Prosecutors used Hunter Biden's memoir as evidence in gun trial

By 
 June 18, 2024

A Delaware jury found Hunter Biden guilty earlier this month on three federal charges stemming from his purchase of a handgun in 2018.

According to the Wall Street Journal, statements in a book the president's son wrote provided some of the evidence that was used against him. 

Federal law prohibits drug users from possessing firearms

Under federal law, anyone "who is an unlawful user of or addicted to any controlled substance" may not purchase or possess a firearm.

Yet in his 2022 memoir titled "Beautiful Things," Biden went into explicit detail about his frequent use of crack cocaine and other illegal substances around the time that he bought a Colt Cobra revolver.

The Journal noted that prosecutors played portions of the audio book version of "Beautiful Things" in which Biden could be heard reading out incriminating passages.

In a chapter called "Lost Highway," Biden admitted to illegal drug use after breaking up with Hallie Biden, the widow of his late brother Beau Biden.

Biden admitted to "doing nothing but drinking and drugging"

"I had returned that fall of 2018, after my most recent relapse in California, with the hope of getting clean through a new therapy and reconciling with Hallie. Neither happened," he wrote.

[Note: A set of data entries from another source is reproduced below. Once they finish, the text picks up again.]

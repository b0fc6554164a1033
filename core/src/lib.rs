pub mod db;
pub mod error;
pub mod glucose;
pub mod models;
pub mod nutrition;
pub mod openfoodfacts;
pub mod service;
#[allow(clippy::too_many_lines)]
async fn run(cli: Cli) -> Result<()> {
    let config = Config::load()?;
    let svc = GlycoService::new(&config.db_path)?;
    let off = OpenFoodFactsClient::new()?;

    match cli.command {
        Commands::Search { query, json } => cmd_search(&svc, &off, &query, json).await,
        Commands::Barcode { code, json } => cmd_barcode(&svc, &off, &code, json).await,
        Commands::Report { date, json } => cmd_report(&svc, date, json),
        Commands::Serve {
            port,
            bind,
            no_auth,
        } => {
            let api_key = if no_auth {
                tracing::warn!("API key authentication disabled");
                None
            } else {
                let (key, new) = config.load_or_create_api_key()?;
                if new {
                    eprintln!("Generated new API key: {key}");
                    eprintln!("Include in requests: Authorization: Bearer {key}");
                }
                Some(key)
            };
            server::start_server(svc, off, port, &bind, api_key).await
        }
        Commands::Food { command } => match command {
            FoodCommands::Add {
                name,
                calories,
                carbs,
                sugar,
                fiber,
                protein,
                fat,
                sodium,
                gi,
                brand,
                barcode,
                description,
                json,
            } => {
                let food = NewFood {
                    name,
                    brand,
                    barcode,
                    description,
                    calories_per_100g: calories,
                    carbs_per_100g: carbs,
                    sugar_per_100g: sugar,
                    fiber_per_100g: fiber,
                    protein_per_100g: protein,
                    fat_per_100g: fat,
                    sodium_mg_per_100g: sodium,
                    glycemic_index: gi,
                    ..NewFood::default()
                };
                cmd_food_add(&svc, &food, json)
            }
            FoodCommands::List { search, json } => cmd_food_list(&svc, search.as_deref(), json),
            FoodCommands::Show { id, json } => cmd_food_show(&svc, id, json),
            FoodCommands::Delete { id, json } => cmd_food_delete(&svc, id, json),
        },
        Commands::Meal { command } => match command {
            MealCommands::Create {
                meal_type,
                name,
                at,
                notes,
                json,
            } => cmd_meal_create(&svc, &meal_type, name, at.as_deref(), notes, json),
            MealCommands::Add {
                meal_id,
                quantity,
                food,
                food_id,
                notes,
                json,
            } => {
                cmd_meal_add(
                    &svc,
                    &off,
                    meal_id,
                    food.as_deref(),
                    food_id,
                    quantity,
                    notes,
                    json,
                )
                .await
            }
            MealCommands::RemoveItem { item_id, json } => cmd_meal_remove_item(&svc, item_id, json),
            MealCommands::Show { id, json } => cmd_meal_show(&svc, id, json),
            MealCommands::List { date, days, json } => cmd_meal_list(&svc, date, days, json),
            MealCommands::Update {
                id,
                meal_type,
                name,
                at,
                notes,
                json,
            } => cmd_meal_update(
                &svc,
                id,
                meal_type.as_deref(),
                name,
                at.as_deref(),
                notes,
                json,
            ),
            MealCommands::Delete { id, json } => cmd_meal_delete(&svc, id, json),
        },
        Commands::Glucose { command } => match command {
            GlucoseCommands::Log {
                value,
                kind,
                at,
                meal_id,
                mood,
                notes,
                json,
            } => cmd_glucose_log(&svc, value, &kind, at.as_deref(), meal_id, mood, notes, json),
            GlucoseCommands::List { days, json } => cmd_glucose_list(&svc, days, json),
            GlucoseCommands::Update {
                id,
                value,
                kind,
                at,
                mood,
                notes,
                json,
            } => cmd_glucose_update(
                &svc,
                id,
                value,
                kind.as_deref(),
                at.as_deref(),
                mood,
                notes,
                json,
            ),
            GlucoseCommands::Delete { id, json } => cmd_glucose_delete(&svc, id, json),
            GlucoseCommands::Stats {
                days,
                start,
                end,
                json,
            } => cmd_glucose_stats(&svc, days, start.as_deref(), end.as_deref(), json),
        },
        Commands::Insulin { command } => match command {
            InsulinCommands::Log {
                units,
                kind,
                at,
                site,
                meal_id,
                notes,
                json,
            } => cmd_insulin_log(&svc, units, &kind, at.as_deref(), site, meal_id, notes, json),
            InsulinCommands::List { days, json } => cmd_insulin_list(&svc, days, json),
            InsulinCommands::Delete { id, json } => cmd_insulin_delete(&svc, id, json),
        },
        Commands::Note { command } => match command {
            NoteCommands::Set {
                date,
                notes,
                mood,
                activity,
                weight,
                sleep,
                symptoms,
                json,
            } => {
                let note = NewDailyNote {
                    notes,
                    mood,
                    physical_activity: activity,
                    weight_kg: weight,
                    sleep_hours: sleep,
                    symptoms,
                };
                cmd_note_set(&svc, date, &note, json)
            }
            NoteCommands::Show { date, json } => cmd_note_show(&svc, date, json),
            NoteCommands::Delete { date, json } => cmd_note_delete(&svc, date, json),
        },
        Commands::Med { command } => match command {
            MedCommands::Add {
                name,
                kind,
                brand,
                dosage,
                frequency,
                instructions,
                prescribed_by,
                start,
                end,
                inactive,
                notes,
                json,
            } => {
                let med = NewMedication {
                    name,
                    brand,
                    medication_type: kind,
                    dosage,
                    frequency,
                    instructions,
                    prescribed_by,
                    start_date: start,
                    end_date: end,
                    is_active: !inactive,
                    notes,
                };
                cmd_med_add(&svc, med, json)
            }
            MedCommands::List { active, json } => cmd_med_list(&svc, active, json),
            MedCommands::Show { id, json } => cmd_med_show(&svc, id, json),
            MedCommands::Update {
                id,
                name,
                kind,
                brand,
                dosage,
                frequency,
                instructions,
                prescribed_by,
                start,
                end,
                active,
                notes,
                json,
            } => {
                let update = UpdateMedication {
                    name,
                    brand: brand.map(Some),
                    medication_type: kind,
                    dosage: dosage.map(Some),
                    frequency: frequency.map(Some),
                    instructions: instructions.map(Some),
                    prescribed_by: prescribed_by.map(Some),
                    start_date: start.map(Some),
                    end_date: end.map(Some),
                    is_active: active,
                    notes: notes.map(Some),
                };
                cmd_med_update(&svc, id, &update, json)
            }
            MedCommands::Delete { id, json } => cmd_med_delete(&svc, id, json),
        },
        Commands::Target { command } => match command {
            TargetCommands::Range {
                low,
                high,
                reset,
                json,
            } => cmd_target_range(&svc, low, high, reset, json),
            TargetCommands::Ratio {
                grams_per_unit,
                reset,
                json,
            } => cmd_target_ratio(&svc, grams_per_unit, reset, json),
        },
    }
}
#[cfg(test)]
mod tests {
    use super::*;

    fn sample_food() -> NewFood {
        NewFood {
            name: "Oatmeal".to_string(),
            calories_per_100g: 389.0,
            carbs_per_100g: 66.3,
            fiber_per_100g: 10.6,
            protein_per_100g: 16.9,
            fat_per_100g: 6.9,
            glycemic_index: Some(55),
            ..NewFood::default()
        }
    }

    #[test]
    fn test_valid_meal_types() {
        assert_eq!(validate_meal_type("breakfast").unwrap(), "breakfast");
        assert_eq!(validate_meal_type("lunch").unwrap(), "lunch");
        assert_eq!(validate_meal_type("dinner").unwrap(), "dinner");
        assert_eq!(validate_meal_type("snack").unwrap(), "snack");
    }

    #[test]
    fn test_invalid_meal_type() {
        assert!(validate_meal_type("brunch").is_err());
        assert!(validate_meal_type("").is_err());
    }

    #[test]
    fn test_meal_type_case_insensitive() {
        assert_eq!(validate_meal_type("Lunch").unwrap(), "lunch");
        assert_eq!(validate_meal_type("BREAKFAST").unwrap(), "breakfast");
    }

    #[test]
    fn test_measurement_type_normalized() {
        assert_eq!(validate_measurement_type("pre-meal").unwrap(), "pre_meal");
        assert_eq!(validate_measurement_type("Post Meal").unwrap(), "post_meal");
        assert_eq!(validate_measurement_type("FASTING").unwrap(), "fasting");
        assert!(validate_measurement_type("after_lunch").is_err());
    }

    #[test]
    fn test_insulin_type() {
        assert_eq!(validate_insulin_type("Rapid").unwrap(), "rapid");
        assert!(validate_insulin_type("slow").is_err());
    }

    #[test]
    fn test_glucose_value_bounds() {
        assert!(validate_glucose_value(1.0).is_ok());
        assert!(validate_glucose_value(1000.0).is_ok());
        assert!(validate_glucose_value(0.5).is_err());
        assert!(validate_glucose_value(1000.1).is_err());
        assert!(validate_glucose_value(f64::NAN).is_err());
    }

    #[test]
    fn test_insulin_dose_bounds() {
        assert!(validate_insulin_dose(0.1).is_ok());
        assert!(validate_insulin_dose(100.0).is_ok());
        assert!(validate_insulin_dose(0.0).is_err());
        assert!(validate_insulin_dose(120.0).is_err());
    }

    #[test]
    fn test_quantity_bounds() {
        assert!(validate_quantity(150.0).is_ok());
        assert!(validate_quantity(10_000.0).is_ok());
        assert!(validate_quantity(0.0).is_err());
        assert!(validate_quantity(-50.0).is_err());
        assert!(validate_quantity(10_000.5).is_err());
    }

    #[test]
    fn test_validate_food_data_valid() {
        assert!(validate_food_data(&sample_food()).is_ok());
    }

    #[test]
    fn test_validate_food_data_empty_name() {
        let mut food = sample_food();
        food.name = "  ".to_string();
        assert!(validate_food_data(&food).is_err());
    }

    #[test]
    fn test_validate_food_data_negative_nutrient() {
        let mut food = sample_food();
        food.sugar_per_100g = -1.0;
        let err = validate_food_data(&food).unwrap_err();
        assert!(err.to_string().contains("sugar_per_100g"));
    }

    #[test]
    fn test_validate_food_data_glycemic_index() {
        let mut food = sample_food();
        food.glycemic_index = Some(101);
        assert!(validate_food_data(&food).is_err());
    }

    #[test]
    fn test_validate_daily_note() {
        assert!(validate_daily_note(&NewDailyNote::default()).is_ok());
        let note = NewDailyNote {
            sleep_hours: Some(25.0),
            ..NewDailyNote::default()
        };
        assert!(validate_daily_note(&note).is_err());
        let note = NewDailyNote {
            weight_kg: Some(0.0),
            ..NewDailyNote::default()
        };
        assert!(validate_daily_note(&note).is_err());
    }

    #[test]
    fn test_food_profile() {
        let food = Food {
            id: 1,
            name: "Apple".to_string(),
            brand: None,
            barcode: None,
            description: None,
            image_url: None,
            calories_per_100g: 52.0,
            carbs_per_100g: 13.8,
            sugar_per_100g: 10.4,
            fiber_per_100g: 2.4,
            protein_per_100g: 0.3,
            fat_per_100g: 0.2,
            sodium_mg_per_100g: 1.0,
            glycemic_index: Some(36),
            source: "manual".to_string(),
            created_at: String::new(),
            updated_at: String::new(),
        };
        let p = food.profile();
        assert!((p.carbs - 13.8).abs() < f64::EPSILON);
        assert!((p.sodium_mg - 1.0).abs() < f64::EPSILON);
    }

    fn metformin() -> NewMedication {
        NewMedication {
            name: " Metformin ".to_string(),
            brand: None,
            medication_type: "Oral".to_string(),
            dosage: Some("500 mg".to_string()),
            frequency: Some("twice daily".to_string()),
            instructions: None,
            prescribed_by: None,
            start_date: NaiveDate::from_ymd_opt(2024, 1, 10),
            end_date: None,
            is_active: true,
            notes: None,
        }
    }

    #[test]
    fn test_validate_medication_normalizes() {
        let mut med = metformin();
        validate_medication(&mut med).unwrap();
        assert_eq!(med.name, "Metformin");
        assert_eq!(med.medication_type, "oral");
    }

    #[test]
    fn test_validate_medication_rejects_bad_input() {
        let mut med = metformin();
        med.medication_type = "herbal".to_string();
        assert!(validate_medication(&mut med).is_err());

        let mut med = metformin();
        med.name = "   ".to_string();
        assert!(validate_medication(&mut med).is_err());

        let mut med = metformin();
        med.end_date = NaiveDate::from_ymd_opt(2024, 1, 9);
        let err = validate_medication(&mut med).unwrap_err();
        assert!(err.to_string().contains("end_date"));
    }

    #[test]
    fn test_update_medication_merge() {
        let current = Medication {
            id: 3,
            name: "Metformin".to_string(),
            brand: Some("Glucophage".to_string()),
            medication_type: "oral".to_string(),
            dosage: Some("500 mg".to_string()),
            frequency: None,
            instructions: None,
            prescribed_by: None,
            start_date: None,
            end_date: None,
            is_active: true,
            notes: Some("with food".to_string()),
            created_at: String::new(),
            updated_at: String::new(),
        };
        let update = UpdateMedication {
            dosage: Some(Some("850 mg".to_string())),
            brand: Some(None),
            is_active: Some(false),
            ..UpdateMedication::default()
        };
        assert!(!update.is_empty());
        let merged = update.merge(&current);
        assert_eq!(merged.name, "Metformin");
        assert_eq!(merged.dosage.as_deref(), Some("850 mg"));
        assert!(merged.brand.is_none());
        assert!(!merged.is_active);
        assert_eq!(merged.notes.as_deref(), Some("with food"));
        assert!(UpdateMedication::default().is_empty());
    }
}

"For all the obvious reasons—my extended disappearances, my inability to stay sober, her need to stabilize and reorder her own life and family—Hallie and I called it quits," the president's son continued.

In chapters titled "California Odyssey" and "Saved," Biden recounted his heavy substance abuse while living on the West Coast.

After landing in Los Angeles, Biden's "first call off the plane was to a drug connection," after which he "was doing nothing but drinking and drugging."

Former prosecutor says Biden's book "blew up in his face"

The Journal noted that during his closing arguments, prosecutor Leo Wise made reference both to "Beautiful Things" along with text messages that Biden had sent.

"We also have his own words in his memoir describing buying and using drugs during that whole period from 2015 to 2019, four years, what he called four years of active addiction, and how he relapsed after numerous attempts at rehab," Wise declared.

Meanwhile, former federal prosecutor Michael Weinstein told the Journal that Biden's memoir "blew up in his face" as it contained "admissions from him and statements from his own mouth without his own counsels’ ability to water them down."